The objective of all diagnostic and therapeutic decisions taken by physicians in the care of patients is that of improving prognosis by preventing or modifying the natural evolution of the disease. Therefore, prognostic research is an important area of investigation in clinical epidemiology. A clinician usually formulates a prognosis on the basis of patient characteristics or biomarkers, i.e. clinical indicators of various sort (for example serum creatinine, arterial pressure, left ventricular mass as measured by echocardiography, etc.), reflecting normal or pathological pathways related to the exposure–outcome axis or to biological responses to a therapeutic intervention. Although biomarkers can be classified into different categories, here we only consider biomarkers of exposure. An ideal prognostic biomarker should allow the early identification of individuals at risk for a given outcome, and should be relatively easy to measure with acceptable costs. Before being introduced into clinical practice, biomarkers need to be properly validated. Formal proof that the use/modification of the same biomarker is able to affect/predict the prognosis at an individual or population level is a fundamental step in the validation process of a biomarker.

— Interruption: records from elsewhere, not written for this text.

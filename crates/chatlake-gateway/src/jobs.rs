//! Daily job driver: compact finished day-logs, refresh the metadata
//! caches, apply raw-log retention, and (optionally) analyse the configured
//! chatrooms for the previous day.
//!
//! The loop ticks once a minute and fires when the configured UTC hour
//! arrives, at most once per calendar day. Compaction and retention are
//! blocking lake work and run under `spawn_blocking`.

use std::path::{Path, PathBuf};
use std::sync::Arc;
use std::time::Duration;

use chrono::{NaiveDate, Timelike, Utc};
use tokio_util::sync::CancellationToken;
use tracing::{error, info, warn};

use chatlake_core::config::ChatlakeConfig;
use chatlake_core::types::{CheckpointStatus, DateRange};
use chatlake_lake::checkpoint::{content_hash, CheckpointStore};
use chatlake_lake::compact::{CompactionStats, Compactor, Dataset};
use chatlake_lake::dedup::DedupSizing;
use chatlake_lake::query::LakeQuery;
use chatlake_lake::rawlog::{day_log_date, DayLogWriter};
use chatlake_lake::schema::{CANONICAL_MESSAGES, CONTACTS};
use chatlake_meta::MetadataStore;

use chatlake_analysis::client::TopicAnalyst;
use chatlake_analysis::merge::KeywordOverlapMerger;
use chatlake_analysis::openai::OpenAiProvider;
use chatlake_analysis::orchestrator::AnalysisOrchestrator;

pub struct DailyJobs {
    config: ChatlakeConfig,
    writer: Arc<DayLogWriter>,
    meta: Arc<MetadataStore>,
}

impl DailyJobs {
    pub fn new(config: ChatlakeConfig, writer: Arc<DayLogWriter>, meta: Arc<MetadataStore>) -> Self {
        Self {
            config,
            writer,
            meta,
        }
    }

    /// Minute-resolution scheduler loop. Fires at the configured UTC hour,
    /// once per day, until shutdown.
    pub async fn run_loop(self, shutdown: CancellationToken) {
        info!(hour = self.config.jobs.compact_hour_utc, "daily job loop started");
        let mut last_fired: Option<NaiveDate> = None;
        let mut interval = tokio::time::interval(Duration::from_secs(60));
        loop {
            tokio::select! {
                _ = interval.tick() => {
                    let now = Utc::now();
                    if is_due(now.hour(), now.date_naive(), self.config.jobs.compact_hour_utc, last_fired) {
                        last_fired = Some(now.date_naive());
                        if let Err(e) = self.run_once(&shutdown).await {
                            error!(error = %e, "daily job failed");
                        }
                    }
                }
                _ = shutdown.cancelled() => {
                    info!("daily job loop stopped");
                    return;
                }
            }
        }
    }

    /// One full pass: compact every finished day-log, record lineage and
    /// partition statistics, apply retention, run configured analyses.
    pub async fn run_once(&self, cancel: &CancellationToken) -> anyhow::Result<()> {
        let today = Utc::now().date_naive();
        let sources = self.finished_day_logs(today)?;
        info!(sources = sources.len(), "daily job: compacting finished day-logs");

        for source in sources {
            let compactor = self.build_compactor();
            let path = source.clone();
            let stats = tokio::task::spawn_blocking(move || compactor.compact(&path)).await?;
            match stats {
                Ok(stats) => self.record_compaction(&source, &stats),
                Err(e) => {
                    // One bad source must not stall retention or the rest of
                    // the queue; the checkpoint makes a retry safe.
                    warn!(source = %source.display(), error = %e, "compaction failed");
                }
            }
            self.mirror_checkpoint(&source);
        }

        self.apply_retention().await?;

        if !self.config.jobs.chatrooms.is_empty() {
            self.run_analyses(today.pred_opt().unwrap_or(today), cancel).await;
        }
        Ok(())
    }

    /// Day-logs whose date has passed. Today's log is still being written.
    fn finished_day_logs(&self, today: NaiveDate) -> anyhow::Result<Vec<PathBuf>> {
        let dir = Path::new(&self.config.raw_log_dir);
        let mut sources = Vec::new();
        let entries = match std::fs::read_dir(dir) {
            Ok(entries) => entries,
            Err(e) if e.kind() == std::io::ErrorKind::NotFound => return Ok(sources),
            Err(e) => return Err(e.into()),
        };
        for entry in entries.flatten() {
            let path = entry.path();
            if day_log_date(&path).is_some_and(|d| d < today) {
                sources.push(path);
            }
        }
        sources.sort();
        Ok(sources)
    }

    fn build_compactor(&self) -> Compactor {
        Compactor::new(
            &self.config.partition_root,
            CheckpointStore::new(&self.config.checkpoint_dir),
            self.config.batch_size,
            &self.config.compression,
            DedupSizing {
                bloom_threshold: self.config.dedup.bloom_threshold,
                bloom_fp_rate: self.config.dedup.bloom_fp_rate,
            },
            Duration::from_secs(self.config.locks.compact_timeout_secs),
        )
    }

    fn record_compaction(&self, source: &Path, stats: &CompactionStats) {
        for write in &stats.writes {
            let dataset = match write.dataset {
                Dataset::Messages => CANONICAL_MESSAGES,
                Dataset::Contacts => CONTACTS,
            };
            if let Err(e) = self.meta.record_partition_write(
                dataset,
                write.date,
                write.rows as u64,
                write.bytes,
                write.min_create_time,
                write.max_create_time,
            ) {
                warn!(error = %e, "partition cache update failed");
            }
            if let Err(e) = self.meta.record_lineage(
                &source.to_string_lossy(),
                dataset,
                write.date,
                write.rows as u64,
            ) {
                warn!(error = %e, "lineage record failed");
            }
        }
        if stats.new_records > 0 || stats.duplicates > 0 {
            info!(
                source = %source.display(),
                new_records = stats.new_records,
                duplicates = stats.duplicates,
                "compaction recorded"
            );
        }
    }

    /// Reflect the on-disk checkpoint into the metadata store so operators
    /// can query progress without reading the checkpoint directory.
    fn mirror_checkpoint(&self, source: &Path) {
        let checkpoints = CheckpointStore::new(&self.config.checkpoint_dir);
        match checkpoints.load(source) {
            Ok(Some(cp)) => {
                if let Err(e) = self.meta.mirror_checkpoint(&cp) {
                    warn!(error = %e, "checkpoint mirror failed");
                }
            }
            Ok(None) => {}
            Err(e) => warn!(source = %source.display(), error = %e, "checkpoint unreadable"),
        }
    }

    async fn apply_retention(&self) -> anyhow::Result<()> {
        let writer = self.writer.clone();
        let retention_days = self.config.retention_days_raw;
        let require = self.config.retention_requires_compaction;
        let checkpoint_dir = self.config.checkpoint_dir.clone();

        let deleted = tokio::task::spawn_blocking(move || {
            let checkpoints = CheckpointStore::new(&checkpoint_dir);
            let is_compacted = |path: &Path| -> bool {
                let Ok(Some(cp)) = checkpoints.load(path) else {
                    return false;
                };
                cp.status == CheckpointStatus::Completed
                    && content_hash(path).ok().as_deref() == cp.source_hash.as_deref()
            };
            writer.apply_retention(retention_days, is_compacted, require)
        })
        .await??;

        if !deleted.is_empty() {
            info!(count = deleted.len(), "expired day-logs removed");
        }
        Ok(())
    }

    async fn run_analyses(&self, day: NaiveDate, cancel: &CancellationToken) {
        let llm = &self.config.llm;
        if llm.api_key.is_empty() {
            warn!("llm.api_key not set; skipping scheduled analysis");
            return;
        }

        let provider = Arc::new(OpenAiProvider::new(
            llm.api_key.clone(),
            llm.api_base.clone(),
            Duration::from_secs(llm.request_timeout_seconds),
        ));
        let analyst = TopicAnalyst::new(provider, llm.model.clone(), llm.max_attempts);
        let merger = KeywordOverlapMerger::new(
            self.config.analysis.merge_threshold,
            self.config.analysis.time_bonus,
        );
        let orchestrator = AnalysisOrchestrator::new(
            LakeQuery::new(&self.config.partition_root),
            self.meta.clone(),
            analyst,
            Box::new(merger),
            llm.max_tokens_per_batch,
            self.config.analysis.results_dir.as_ref().map(PathBuf::from),
        );

        for chatroom in &self.config.jobs.chatrooms {
            match orchestrator
                .run(chatroom, DateRange::single(day), cancel)
                .await
            {
                Ok(outcome) => info!(
                    chatroom,
                    status = %outcome.status,
                    topics = outcome.topics.len(),
                    "scheduled analysis finished"
                ),
                Err(e) => warn!(chatroom, error = %e, "scheduled analysis failed"),
            }
        }
    }
}

/// Fire when the clock is inside the configured hour and we have not fired
/// today.
fn is_due(hour_now: u32, today: NaiveDate, fire_hour: u32, last_fired: Option<NaiveDate>) -> bool {
    hour_now == fire_hour && last_fired != Some(today)
}
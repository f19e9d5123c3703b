//! `year=YYYY/month=MM/day=DD` directory layout under the partition root.

use std::path::{Path, PathBuf};

use chrono::{Datelike, NaiveDate};

use chatlake_core::types::DateRange;

/// Columnar file extension used throughout the lake.
pub const COLUMNAR_EXT: &str = "col";
/// Scratch area for in-flight batches, cleaned on compactor startup.
pub const TMP_DIR: &str = ".tmp";
/// Contact-sync records live in a sibling dataset under the same layout.
pub const CONTACTS_DIR: &str = "contacts";

/// Partition directory for a calendar date: `<root>/year=2026/month=01/day=23`.
pub fn partition_dir(root: &Path, date: NaiveDate) -> PathBuf {
    root.join(format!("year={:04}", date.year()))
        .join(format!("month={:02}", date.month()))
        .join(format!("day={:02}", date.day()))
}

pub fn contacts_root(root: &Path) -> PathBuf {
    root.join(CONTACTS_DIR)
}

/// Parse a `key=value` path component, returning the value for `key`.
fn key_value(component: &str, key: &str) -> Option<u32> {
    component
        .strip_prefix(key)?
        .strip_prefix('=')?
        .parse()
        .ok()
}

/// Recover the date encoded by a partition directory path, if it is one.
pub fn parse_partition_dir(dir: &Path) -> Option<NaiveDate> {
    let mut components = dir.iter().rev().filter_map(|c| c.to_str());
    let day = key_value(components.next()?, "day")?;
    let month = key_value(components.next()?, "month")?;
    let year = key_value(components.next()?, "year")? as i32;
    NaiveDate::from_ymd_opt(year, month, day)
}

/// Enumerate existing partition directories overlapping `range`, in date
/// order. Directories that do not follow the layout are ignored.
pub fn list_partitions(root: &Path, range: DateRange) -> Vec<(NaiveDate, PathBuf)> {
    // The range is bounded, so walking candidate dates beats scanning the
    // whole tree when the lake holds years of history.
    range
        .days()
        .filter_map(|day| {
            let dir = partition_dir(root, day);
            dir.is_dir().then_some((day, dir))
        })
        .collect()
}

/// Every partition directory under `root`, in date order. Used when no date
/// bound is available (id lookups).
pub fn all_partitions(root: &Path) -> Vec<(NaiveDate, PathBuf)> {
    fn children_with_prefix(dir: &Path, prefix: &str) -> Vec<PathBuf> {
        let Ok(entries) = std::fs::read_dir(dir) else {
            return Vec::new();
        };
        let mut dirs: Vec<PathBuf> = entries
            .flatten()
            .map(|e| e.path())
            .filter(|p| {
                p.is_dir()
                    && p.file_name()
                        .and_then(|n| n.to_str())
                        .is_some_and(|n| n.starts_with(prefix))
            })
            .collect();
        dirs.sort();
        dirs
    }

    let mut found = Vec::new();
    for year_dir in children_with_prefix(root, "year=") {
        for month_dir in children_with_prefix(&year_dir, "month=") {
            for day_dir in children_with_prefix(&month_dir, "day=") {
                if let Some(date) = parse_partition_dir(&day_dir) {
                    found.push((date, day_dir));
                }
            }
        }
    }
    found
}

#[cfg(test)]
mod tests {
    use super::*;

    fn date(y: i32, m: u32, d: u32) -> NaiveDate {
        NaiveDate::from_ymd_opt(y, m, d).unwrap()
    }

    #[test]
    fn layout_is_zero_padded() {
        let dir = partition_dir(Path::new("/lake"), date(2026, 1, 3));
        assert_eq!(dir, Path::new("/lake/year=2026/month=01/day=03"));
    }

    #[test]
    fn parse_round_trips() {
        let dir = partition_dir(Path::new("/lake"), date(2026, 12, 31));
        assert_eq!(parse_partition_dir(&dir), Some(date(2026, 12, 31)));
    }

    #[test]
    fn parse_rejects_foreign_paths() {
        assert_eq!(parse_partition_dir(Path::new("/lake/contacts")), None);
        assert_eq!(parse_partition_dir(Path::new("/lake/year=x/month=01/day=02")), None);
    }

    #[test]
    fn list_partitions_prunes_to_range() {
        let tmp = tempfile::tempdir().unwrap();
        for d in [date(2026, 1, 20), date(2026, 1, 22), date(2026, 1, 25)] {
            std::fs::create_dir_all(partition_dir(tmp.path(), d)).unwrap();
        }
        let range = DateRange::new(date(2026, 1, 21), date(2026, 1, 23));
        let found = list_partitions(tmp.path(), range);
        assert_eq!(found.len(), 1);
        assert_eq!(found[0].0, date(2026, 1, 22));
    }
}
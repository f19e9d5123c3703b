//! Per-source compaction checkpoints: one JSON file per day-log, replaced
//! atomically on every advance so a crash never leaves a half-written one.

use std::path::{Path, PathBuf};

use sha2::{Digest, Sha256};
use tracing::debug;

use chatlake_core::types::Checkpoint;

use crate::atomic::publish_atomic;
use crate::error::{classify_io, LakeError, Result};

pub struct CheckpointStore {
    dir: PathBuf,
}

impl CheckpointStore {
    pub fn new(dir: impl Into<PathBuf>) -> Self {
        Self { dir: dir.into() }
    }

    /// Checkpoint file for a source path. The file stem keeps the source's
    /// name for operator friendliness; the hash suffix disambiguates
    /// same-named logs from different directories.
    pub fn path_for(&self, source_path: &Path) -> PathBuf {
        let stem = source_path
            .file_stem()
            .and_then(|s| s.to_str())
            .unwrap_or("source");
        let digest = Sha256::digest(source_path.to_string_lossy().as_bytes());
        let short = hex::encode(&digest[..4]);
        self.dir.join(format!("{stem}-{short}.json"))
    }

    pub fn load(&self, source_path: &Path) -> Result<Option<Checkpoint>> {
        let path = self.path_for(source_path);
        let bytes = match std::fs::read(&path) {
            Ok(bytes) => bytes,
            Err(e) if e.kind() == std::io::ErrorKind::NotFound => return Ok(None),
            Err(e) => return Err(classify_io(e, "read checkpoint")),
        };
        let checkpoint: Checkpoint = serde_json::from_slice(&bytes)
            .map_err(|e| LakeError::Parse(format!("decode checkpoint {}: {e}", path.display())))?;
        Ok(Some(checkpoint))
    }

    /// Persist a checkpoint, enforcing offset monotonicity against whatever
    /// is already on disk.
    pub fn save(&self, checkpoint: &Checkpoint) -> Result<()> {
        let source = Path::new(&checkpoint.source_path);
        if let Some(existing) = self.load(source)? {
            if checkpoint.last_processed_offset < existing.last_processed_offset {
                return Err(LakeError::Parse(format!(
                    "checkpoint offset would regress: {} < {}",
                    checkpoint.last_processed_offset, existing.last_processed_offset
                )));
            }
        }
        let payload = serde_json::to_vec_pretty(checkpoint)
            .map_err(|e| LakeError::Parse(format!("encode checkpoint: {e}")))?;
        let path = self.path_for(source);
        publish_atomic(&payload, &path)?;
        debug!(
            source = %checkpoint.source_path,
            offset = checkpoint.last_processed_offset,
            status = %checkpoint.status,
            "checkpoint saved"
        );
        Ok(())
    }

    /// Administrative removal. Compaction never calls this.
    pub fn delete(&self, source_path: &Path) -> Result<()> {
        let path = self.path_for(source_path);
        match std::fs::remove_file(&path) {
            Ok(()) => Ok(()),
            Err(e) if e.kind() == std::io::ErrorKind::NotFound => Ok(()),
            Err(e) => Err(classify_io(e, "delete checkpoint")),
        }
    }
}

/// sha256 of a file's full contents, hex-encoded. Used to detect whether a
/// completed source changed since its checkpoint.
pub fn content_hash(path: &Path) -> Result<String> {
    let bytes = std::fs::read(path).map_err(|e| classify_io(e, "read source for hashing"))?;
    Ok(hex::encode(Sha256::digest(&bytes)))
}

#[cfg(test)]
mod tests {
    use super::*;
    use chatlake_core::types::CheckpointStatus;

    #[test]
    fn load_missing_returns_none() {
        let tmp = tempfile::tempdir().unwrap();
        let store = CheckpointStore::new(tmp.path());
        assert!(store.load(Path::new("/logs/2026-01-23.jsonl")).unwrap().is_none());
    }

    #[test]
    fn save_then_load_round_trips() {
        let tmp = tempfile::tempdir().unwrap();
        let store = CheckpointStore::new(tmp.path());
        let mut cp = Checkpoint::new("/logs/2026-01-23.jsonl");
        cp.last_processed_offset = 512;
        cp.record_count = 3;
        cp.status = CheckpointStatus::Completed;
        cp.source_hash = Some("abcd".to_string());
        store.save(&cp).unwrap();

        let loaded = store
            .load(Path::new("/logs/2026-01-23.jsonl"))
            .unwrap()
            .unwrap();
        assert_eq!(loaded.last_processed_offset, 512);
        assert_eq!(loaded.record_count, 3);
        assert_eq!(loaded.status, CheckpointStatus::Completed);
    }

    #[test]
    fn offsets_never_regress() {
        let tmp = tempfile::tempdir().unwrap();
        let store = CheckpointStore::new(tmp.path());
        let mut cp = Checkpoint::new("/logs/a.jsonl");
        cp.last_processed_offset = 100;
        store.save(&cp).unwrap();

        cp.last_processed_offset = 50;
        assert!(store.save(&cp).is_err());
    }

    #[test]
    fn same_name_different_dirs_do_not_collide() {
        let tmp = tempfile::tempdir().unwrap();
        let store = CheckpointStore::new(tmp.path());
        let a = store.path_for(Path::new("/a/2026-01-23.jsonl"));
        let b = store.path_for(Path::new("/b/2026-01-23.jsonl"));
        assert_ne!(a, b);
    }

    #[test]
    fn content_hash_tracks_changes() {
        let tmp = tempfile::tempdir().unwrap();
        let file = tmp.path().join("log.jsonl");
        std::fs::write(&file, "one\n").unwrap();
        let h1 = content_hash(&file).unwrap();
        std::fs::write(&file, "one\ntwo\n").unwrap();
        let h2 = content_hash(&file).unwrap();
        assert_ne!(h1, h2);
    }
}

Multivariate modelling of pertinent clinical outcomes by the combination of multiple biomarkers and other indicators allows the generation of risk prediction scores. The most popular of these risk scores is the Framingham risk score (FRS), a score based on demographic information (age, sex), an environmental exposure (smoking) and three biomarkers (systolic pressure, total cholesterol and high-density lipoprotein (HDL) cholesterol). FRS estimates the individual risk of myocardial infarction and coronary death in 10 years. Accuracy and generalizability are important issues related to the use of prognostic biomarkers and risk prediction scores as well. Accuracy is the agreement between the outcome predicted by the biomarker and the actual occurrence of the outcome. Generalizability is the capacity of the same biomarker to provide accurate predictions in population samples different from that in which the biomarker was originally validated. There are three commonly used methods to assess the accuracy of biomarkers for predicting clinical outcomes: discrimination, calibration and reclassification. In this article, we focus on discrimination, and in the next one, on calibration and reclassification.